In dem Moment blinkte ihr Handy auf. Der Text sprang ihr entgegen. Hab mich versteckt. Komm schnell. Er sucht mich.
Nun hielt sie doch an. WO BIST DU?, hämmerte sie auf die Tasten und legte ihre Hand kurz auf ihr rasendes Herz. Dann rannte sie weiter, an der griechischen Taverne vorbei über das Gelände des Campingplatzes, mit knirschenden Schritten Richtung Strand. Rechts von ihr ragten die hohen, dunklen Bäume des kleinen Stiftungswaldes stumm in den Himmel. War Emilie dort irgendwo im Dunkeln oder noch unten am Wasser? Einen Moment zögerte Sylke, dann folgte sie dem Pfad zum Meer ein kurzes Stück, bis sie den Strand überblicken konnte. Schwer atmend blieb sie stehen, ihre Augen bewegten sich suchend hin und her durch die wilde Schönheit, die sich hier auftat. Doch heute hatte sie keinen Blick für die türkis schimmernden Wellen, die großen Steine in der Brandung. Wo zur Hölle war Emmi?
Obwohl es auf zwanzig Uhr zuging, war es noch warm, das T-Shirt klebte an Sylkes Körper. Doch nur eine Frau sah sie weit weg barfuß durch die Wellen gehen. Wahrscheinlich saßen die Familien inzwischen vor ihren Zelten und Wohnwagen und grillten. Sylke starrte erneut auf ihr Handy, als könnte sie es damit beschwören. »Ich bin jetzt da«, tippte sie schnell, »am Pfad zum Wasser.«
Ein Knirschen ließ sie zusammenzucken. Vor ihr tauchte ein Mann mit verschwitzten Haaren auf. Unwillkürlich trat Sylke einen Schritt zurück. Wo war der denn so plötzlich hergekommen? Konnte das Emilies Verfolger sein? Er war klein und schmal gebaut, schlaksige Arme lugten aus den Ärmeln seines weißen T-Shirts hervor. Würde der Typ Emmi derartige Angst einjagen können? Wohl kaum. Außerdem kam er Sylke bekannt vor. Die kantigen, scharfen Gesichtszüge, das frisch rasierte Gesicht, das ihn jünger aussehen ließ, als er vermutlich war. Vielleicht ein Tourist, der bei ihr im Laden eingekauft hatte? Er kam nun direkt auf sie zu.

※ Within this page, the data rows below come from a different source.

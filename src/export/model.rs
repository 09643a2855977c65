// src/export/model.rs

use crate::models::attendance::AttendanceRecord;
use serde::Serialize;

/// Flat attendance row shared by the CSV and JSON writers.
#[derive(Serialize, Clone, Debug, PartialEq, Eq)]
pub struct AttendanceExport {
    pub id: i64,
    pub student_id: String,
    pub student_name: String,
    pub direction: String,
    pub date: String,
    pub time: String,
    pub timestamp: String,
    pub location: String,
    pub scanner: String,
    pub recorded_by: String,
}

impl From<&AttendanceRecord> for AttendanceExport {
    fn from(r: &AttendanceRecord) -> Self {
        Self {
            id: r.id,
            student_id: r.student_id.clone(),
            student_name: r.student_name.clone(),
            direction: r.direction.to_db_str().to_string(),
            date: r.date_str(),
            time: r.time_str(),
            timestamp: r.timestamp.to_rfc3339(),
            location: r.location.clone(),
            scanner: r.scanner.to_db_str().to_string(),
            recorded_by: r.recorded_by.clone(),
        }
    }
}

Sie wandte den Blick von ihm auf ihr Handy, das soeben aufblinkte. Bin im Stiftungswald. Erleichtert drehte sich Sylke um. Emmi war ganz in ihrer Nähe.
»Hallo!« Die Stimme direkt neben ihr ließ sie zusammenzucken. Der Mann war schneller, als sie gedacht hatte. Und leiser. Er lächelte sie an. Die schmalen Lippen passend zu seiner knochigen Erscheinung, eher weiß als rot, irgendwie blutleer. Ja, er kam ihr definitiv bekannt vor. Doch woher bloß?

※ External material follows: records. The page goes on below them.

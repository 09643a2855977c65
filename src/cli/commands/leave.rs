use crate::cli::commands::open_pool;
use crate::cli::parser::LeaveAction;
use crate::config::Config;
use crate::core::leave::LeaveLogic;
use crate::errors::AppResult;
use crate::models::leave::{LeaveApplication, LeaveStatus};
use crate::ui::messages::{header, info, success};
use crate::utils::colors::{RESET, color_for_leave_status};
use crate::utils::date::parse_date;
use crate::utils::table::Table;

fn print_leaves(list: &[LeaveApplication]) {
    let mut table = Table::with_headers(&[
        "ID", "Roll", "Name", "Class", "From", "To", "Status", "Reason",
    ]);
    for l in list {
        table.add_row(vec![
            l.id.to_string(),
            l.roll.clone(),
            l.student_name.clone(),
            l.student_class.clone(),
            l.from_date.to_string(),
            l.to_date.to_string(),
            l.status.to_string(),
            l.reason.clone(),
        ]);
    }

    print!(
        "{}",
        table.render_with(|row, col, cell| match col {
            6 => format!(
                "{}{}{}",
                color_for_leave_status(list[row].status.to_db_str()),
                cell,
                RESET
            ),
            _ => cell.to_string(),
        })
    );
}

pub fn handle(action: &LeaveAction, cfg: &Config) -> AppResult<()> {
    let pool = open_pool(cfg)?;

    match action {
        LeaveAction::Add {
            name,
            class,
            roll,
            reason,
            from,
            to,
        } => {
            let from = parse_date(from)?;
            let to = parse_date(to)?;
            let l = LeaveLogic::submit(&pool, name, class, roll, reason, from, to)?;
            success(format!(
                "Leave #{} submitted for {} ({} ➝ {}), status {}",
                l.id, l.student_name, l.from_date, l.to_date, l.status
            ));
        }

        LeaveAction::List { pending } => {
            let list = LeaveLogic::list(&pool, *pending)?;
            if list.is_empty() {
                info("No leave applications found.");
            } else {
                header("Leave applications");
                print_leaves(&list);
            }
        }

        LeaveAction::Approve { id } => {
            let l = LeaveLogic::decide(&pool, *id, LeaveStatus::Approved)?;
            success(format!("Leave #{} for {} approved.", l.id, l.student_name));
        }

        LeaveAction::Reject { id } => {
            let l = LeaveLogic::decide(&pool, *id, LeaveStatus::Disapproved)?;
            success(format!("Leave #{} for {} disapproved.", l.id, l.student_name));
        }

        LeaveAction::Status { roll } => match LeaveLogic::status(&pool, roll)? {
            Some(l) => {
                println!(
                    "Leave #{} ({} ➝ {}): {}{}{}",
                    l.id,
                    l.from_date,
                    l.to_date,
                    color_for_leave_status(l.status.to_db_str()),
                    l.status,
                    RESET
                );
            }
            None => info(format!("No leave application for roll {}.", roll)),
        },
    }

    Ok(())
}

»Sie sehen gestresst aus«, sprach er weiter. »Ist alles in Ordnung?«
»Äh ja, danke.«
Sie nickte ihm kurz zu und lief dann weiter bergan bis zu dem kleinen zugewachsenen Pfad in den Wald hinein. Sylke scherte sich nicht um die Äste, die ihren Körper peitschten, nicht um das Wasser, das in ihren Schuh drang, als sie über einen umgestürzten Baum und direkt in eine Pfütze sprang. Ihr Kopf drehte sich von links nach rechts. Dickicht. Von Emilie keine Spur.

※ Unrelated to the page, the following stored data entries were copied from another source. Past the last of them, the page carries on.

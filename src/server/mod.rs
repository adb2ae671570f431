//! HTTP server for the responder API.
//!
//! Provides REST endpoints for:
//! - Chat responses
//! - Conversation history

pub mod routes;
pub mod state;

pub use routes::create_router;
pub use state::AppState;

use std::future::Future;
use std::net::SocketAddr;
use std::sync::Arc;

use axum::Router;
use tower_http::cors::{Any, CorsLayer};
use tower_http::trace::TraceLayer;

/// Start the HTTP server.
///
/// # Errors
/// Returns an error if the server fails to start.
pub async fn run_server(
    state: Arc<AppState>,
    port: u16,
) -> Result<(), Box<dyn std::error::Error + Send + Sync>> {
    run_server_with_shutdown(state, port, std::future::pending()).await
}

/// Start the HTTP server with graceful shutdown support.
///
/// The server stops accepting new connections when `shutdown_signal` completes.
///
/// # Errors
/// Returns an error if the server fails to start.
pub async fn run_server_with_shutdown<F>(
    state: Arc<AppState>,
    port: u16,
    shutdown_signal: F,
) -> Result<(), Box<dyn std::error::Error + Send + Sync>>
where
    F: Future<Output = ()> + Send + 'static,
{
    let cors = CorsLayer::new()
        .allow_origin(Any)
        .allow_methods(Any)
        .allow_headers(Any);

    let app: Router = create_router(state)
        .layer(cors)
        .layer(TraceLayer::new_for_http());

    let addr = SocketAddr::from(([0, 0, 0, 0], port));
    tracing::info!("Parley server listening on http://{}", addr);

    let listener = tokio::net::TcpListener::bind(addr).await?;
    axum::serve(listener, app)
        .with_graceful_shutdown(shutdown_signal)
        .await?;

    Ok(())
}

Ein lautes Frauenlachen von fern. Ein Glück, der Mann war verschwunden und auch sonst schien sie hier vollkommen allein zu sein.
»Emmi?« Sylke wusste selbst nicht, warum sie flüsterte. Sie lauschte. Hörte nichts als die Wellen, den schlagenden Puls des Meeres, der träge durch die dicken Äste der Bäume drang. »Emmi, wo bist du?« Ihre Stimme wurde lauter, eindringlicher.